Ultrasound, prognostic scoring systems, and D-dimer blood testing are generally not helpful for diagnosis but may help decide on the duration of treatment.

Treatment

Treatment

All treatment decisions are based on the individual circumstances of each patient.
  • Uncomplicated DVT and PE can be managed at home. More severe cases or otherwise unhealthy patients may require hospitalization.
  • Medical treatment entails preventing the extension of the clot or dissolving the clot, or both.
    • Thrombolysis (clot-dissolving) can be accomplished by giving certain drugs intravenously or through a catheter directly into a clot.
    • Anticoagulation prevents further clotting by “thinning” the blood. There are several classes of anticoagulants.
      • Intravenous low molecular weight heparin
      • Oral agents:
        • Vitamin K antagonists (blockers)
        • Aspirin
        • Rivaroxaban, apixaban, edoxaban and dabigatran
  • Surgical treatments:
    • Open removal of clots
    • Catheter placement of a filter above the clot to prevent it from moving into the lungs
  • Compression stockings help prevent blood from pooling in the legs.
Note: DVT often destroys the valves in veins that reduce venous pressure in the legs.

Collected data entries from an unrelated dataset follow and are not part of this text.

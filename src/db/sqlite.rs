use std::path::Path;

use chrono::{DateTime, SecondsFormat, Utc};
use rusqlite::Connection;

use super::DatabaseError;

/// Open a SQLite connection to the given path and run migrations
pub fn open_database(path: &Path) -> Result<Connection, DatabaseError> {
    let conn = Connection::open(path)?;
    configure_pragmas(&conn)?;
    run_migrations(&conn)?;
    Ok(conn)
}

/// Open an in-memory database (for testing)
pub fn open_memory_database() -> Result<Connection, DatabaseError> {
    let conn = Connection::open_in_memory()?;
    configure_pragmas(&conn)?;
    run_migrations(&conn)?;
    Ok(conn)
}

fn configure_pragmas(conn: &Connection) -> Result<(), DatabaseError> {
    // Readers and the single writer overlap during symptom intake.
    conn.execute_batch(
        "PRAGMA journal_mode=WAL;
         PRAGMA busy_timeout=5000;
         PRAGMA foreign_keys=ON;",
    )?;
    Ok(())
}

/// Run all pending migrations
pub fn run_migrations(conn: &Connection) -> Result<(), DatabaseError> {
    let current_version = get_current_version(conn);

    let migrations: Vec<(i64, &str)> = vec![(
        1,
        include_str!("../../resources/migrations/001_initial.sql"),
    )];

    for (version, sql) in migrations {
        if version > current_version {
            tracing::info!("Running migration v{version}");
            conn.execute_batch(sql)
                .map_err(|e| DatabaseError::MigrationFailed {
                    version,
                    reason: e.to_string(),
                })?;
        }
    }

    Ok(())
}

/// Get the current schema version (0 if no schema exists yet)
fn get_current_version(conn: &Connection) -> i64 {
    conn.query_row("SELECT MAX(version) FROM schema_version", [], |row| {
        row.get::<_, Option<i64>>(0)
    })
    .ok()
    .flatten()
    .unwrap_or(0)
}

/// Canonical text form for stored timestamps.
///
/// Fixed precision and a `Z` suffix keep lexical order equal to
/// chronological order, which the range queries rely on.
pub fn format_timestamp(ts: &DateTime<Utc>) -> String {
    ts.to_rfc3339_opts(SecondsFormat::Micros, true)
}

/// Parse a stored timestamp column.
pub fn parse_timestamp(column: &'static str, value: &str) -> Result<DateTime<Utc>, DatabaseError> {
    DateTime::parse_from_rfc3339(value)
        .map(|dt| dt.with_timezone(&Utc))
        .map_err(|_| DatabaseError::InvalidTimestamp {
            column,
            value: value.to_string(),
        })
}

/// Count tables in the database (for verification)
pub fn count_tables(conn: &Connection) -> Result<i64, DatabaseError> {
    let count = conn.query_row(
        "SELECT COUNT(*) FROM sqlite_master WHERE type='table' AND name NOT LIKE 'sqlite_%'",
        [],
        |row| row.get::<_, i64>(0),
    )?;
    Ok(count)
}
//! Process-wide patient state, written by four independent producers and
//! read once per broadcast tick.
//!
//! Each field is its own atomic cell. Writers never block on each other and
//! a reader can never observe a half-written value; a snapshot may mix
//! fields from before and after a concurrent write, which the scoring
//! engine tolerates because it treats every field independently.

use std::sync::atomic::{AtomicU64, Ordering};

use chrono::{DateTime, Utc};
use serde::{Deserialize, Serialize};

use super::decay::{aggregate_symptoms, DEFAULT_WINDOW_DAYS};
use super::smoothing::smooth_sentiment;
use crate::models::SymptomReport;

pub const DEFAULT_WEARABLE_METRIC: f64 = 40.0;
pub const DEFAULT_SMOOTHED_SENTIMENT: f64 = 0.0;
pub const DEFAULT_SYMPTOM_SCORE: f64 = 0.0;
pub const DEFAULT_CLINICAL_BIOMARKER: f64 = 10.0;

/// Immutable copy of the patient state.
#[derive(Debug, Clone, Copy, PartialEq, Serialize, Deserialize)]
pub struct PatientSnapshot {
    /// Most recent wearable reading (HRV, ms).
    pub wearable_metric: f64,
    /// Running average of journal sentiment; -1 calm, +1 distressed.
    pub smoothed_sentiment: f64,
    /// Decayed symptom severity in `[0, 10]`.
    pub symptom_score: f64,
    /// Latest lab value; lower is better.
    pub clinical_biomarker: f64,
}

impl Default for PatientSnapshot {
    fn default() -> Self {
        Self {
            wearable_metric: DEFAULT_WEARABLE_METRIC,
            smoothed_sentiment: DEFAULT_SMOOTHED_SENTIMENT,
            symptom_score: DEFAULT_SYMPTOM_SCORE,
            clinical_biomarker: DEFAULT_CLINICAL_BIOMARKER,
        }
    }
}

/// `f64` stored as raw bits in an `AtomicU64`.
#[derive(Debug)]
struct AtomicF64(AtomicU64);

impl AtomicF64 {
    fn new(value: f64) -> Self {
        Self(AtomicU64::new(value.to_bits()))
    }

    fn load(&self) -> f64 {
        f64::from_bits(self.0.load(Ordering::Acquire))
    }

    fn store(&self, value: f64) {
        self.0.store(value.to_bits(), Ordering::Release);
    }

    /// Atomically replace the value with `f(current)`, returning the new value.
    fn update(&self, f: impl Fn(f64) -> f64) -> f64 {
        let mut current = self.0.load(Ordering::Acquire);
        loop {
            let next = f(f64::from_bits(current)).to_bits();
            match self
                .0
                .compare_exchange_weak(current, next, Ordering::AcqRel, Ordering::Acquire)
            {
                Ok(_) => return f64::from_bits(next),
                Err(actual) => current = actual,
            }
        }
    }
}

/// Shared patient state. Construct once at startup and hand out by `Arc`.
#[derive(Debug)]
pub struct PatientStateHolder {
    wearable_metric: AtomicF64,
    smoothed_sentiment: AtomicF64,
    symptom_score: AtomicF64,
    clinical_biomarker: AtomicF64,
}

impl PatientStateHolder {
    pub fn new() -> Self {
        Self::from_snapshot(PatientSnapshot::default())
    }

    /// Start from explicit values (tests, restores).
    pub fn from_snapshot(snapshot: PatientSnapshot) -> Self {
        Self {
            wearable_metric: AtomicF64::new(snapshot.wearable_metric),
            smoothed_sentiment: AtomicF64::new(snapshot.smoothed_sentiment),
            symptom_score: AtomicF64::new(snapshot.symptom_score),
            clinical_biomarker: AtomicF64::new(snapshot.clinical_biomarker),
        }
    }

    /// Wearable sync: replace the wearable reading.
    pub fn apply_wearable(&self, value: f64) {
        self.wearable_metric.store(value);
        tracing::info!(wearable_metric = value, "State updated from wearable sync");
    }

    /// Journal submitted: fold the sentiment into the running average.
    /// Returns the new average.
    pub fn apply_journal_sentiment(&self, score: Option<f64>) -> f64 {
        let Some(sample) = score else {
            return self.smoothed_sentiment.load();
        };
        let next = self
            .smoothed_sentiment
            .update(|previous| smooth_sentiment(previous, Some(sample)));
        tracing::info!(sample, smoothed_sentiment = next, "Sentiment updated from journal");
        next
    }

    /// Biomarker entered: replace the lab value.
    pub fn apply_biomarker(&self, level: f64) {
        self.clinical_biomarker.store(level);
        tracing::info!(clinical_biomarker = level, "Clinical biomarker updated");
    }

    /// Symptom submitted: recompute the symptom score from the recent
    /// history as of now, over the default window. Returns the new score.
    pub fn apply_symptom_history(&self, history: &[SymptomReport]) -> f64 {
        self.apply_symptom_history_at(history, Utc::now(), DEFAULT_WINDOW_DAYS)
    }

    /// Recompute the symptom score against an explicit clock and window.
    pub fn apply_symptom_history_at(
        &self,
        history: &[SymptomReport],
        as_of: DateTime<Utc>,
        window_days: u32,
    ) -> f64 {
        let score = aggregate_symptoms(history, as_of, window_days);
        self.symptom_score.store(score);
        tracing::info!(
            reports = history.len(),
            symptom_score = score,
            "Symptom score recalculated from history"
        );
        score
    }

    /// Copy of all four fields.
    pub fn snapshot(&self) -> PatientSnapshot {
        PatientSnapshot {
            wearable_metric: self.wearable_metric.load(),
            smoothed_sentiment: self.smoothed_sentiment.load(),
            symptom_score: self.symptom_score.load(),
            clinical_biomarker: self.clinical_biomarker.load(),
        }
    }
}

impl Default for PatientStateHolder {
    fn default() -> Self {
        Self::new()
    }
}
//! Health check endpoint.

use axum::extract::State;
use axum::Json;
use serde::Serialize;

use crate::api::types::ApiContext;

#[derive(Serialize)]
pub struct HealthResponse {
    pub status: &'static str,
    pub version: &'static str,
    pub connected_clients: usize,
    pub classifier_configured: bool,
}

/// `GET /api/health`: liveness plus a few counters.
pub async fn check(State(ctx): State<ApiContext>) -> Json<HealthResponse> {
    Json(HealthResponse {
        status: "ok",
        version: crate::config::APP_VERSION,
        connected_clients: ctx.core.hub().len(),
        classifier_configured: ctx.core.classifier().is_configured(),
    })
}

Compression stockings direct blood through other channels.

Follow-up
  • Duration of medical treatment is an individual decision weighing the severity of the condition, the risk of continued medication, and the general health of each patient.

Abbreviations

  • ASH: American Society Of Hematology
  • DVT: Deep Venous Thrombosis
  • PE: Pulmonary Embolism
  • VTE: Venous Thromboembolism

Source Citation

Thomas L. Ortel, Ignacio Neumann, Walter Ageno, Rebecca Beyth, Nathan P. Clark, Adam Cuker, Barbara A. Hutten, Michael R. Jaff, Veena Manja, Sam Schulman, Caitlin Thurston, Suresh Vedantham, Peter Verhamme, Daniel M. Witt, Ivan D. Florez, Ariel Izcovich, Robby Nieuwlaat, Stephanie Ross, Holger J. Schünemann, Wojtek Wiercioch, Yuan Zhang, Yuqing Zhang; American Society of Hematology 2020 guidelines for management of venous thromboembolism: treatment of deep vein thrombosis and pulmonary embolism. Blood Adv. 2020; 4 (19): 4693–4738. doi: https://doi.org/10.1182/bloodadvances.2020001830

Disclaimer

The information in this patient summary should not be used as a substitute for professional medical care or advice. Contact a health care provider if you have questions about your health.